#### YOUR ASSIGNMENT:
The records below are to be written out again, exactly as they appear.

○ ○ ○ ○ ○

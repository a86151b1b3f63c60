//! netlogo-lucim - Convert NetLogo models into LUCIM PlantUML diagrams
//!
//! Sends a NetLogo case, its interface screenshots and a persona set to an LLM,
//! then runs a bounded audit/correction loop until the diagram is LUCIM
//! compliant or the round limit is reached. Supports OpenAI, Gemini, OpenRouter
//! and OpenAI-compatible gateways.

pub mod cli;
pub mod config;
pub mod error;
pub mod llm;
pub mod pipeline;
pub mod util;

○ ○ ○ ○ ○

#### SOLUTION TO THIS TASK:
repository a86151b1b3f63c60
//! netlogo-lucim - Convert NetLogo models into LUCIM PlantUML diagrams
//!
//! Sends a NetLogo case, its interface screenshots and a persona set to an LLM,
//! then runs a bounded audit/correction loop until the diagram is LUCIM
//! compliant or the round limit is reached. Supports OpenAI, Gemini, OpenRouter
//! and OpenAI-compatible gateways.

pub mod cli;
pub mod config;
pub mod error;
pub mod llm;
pub mod pipeline;
pub mod util;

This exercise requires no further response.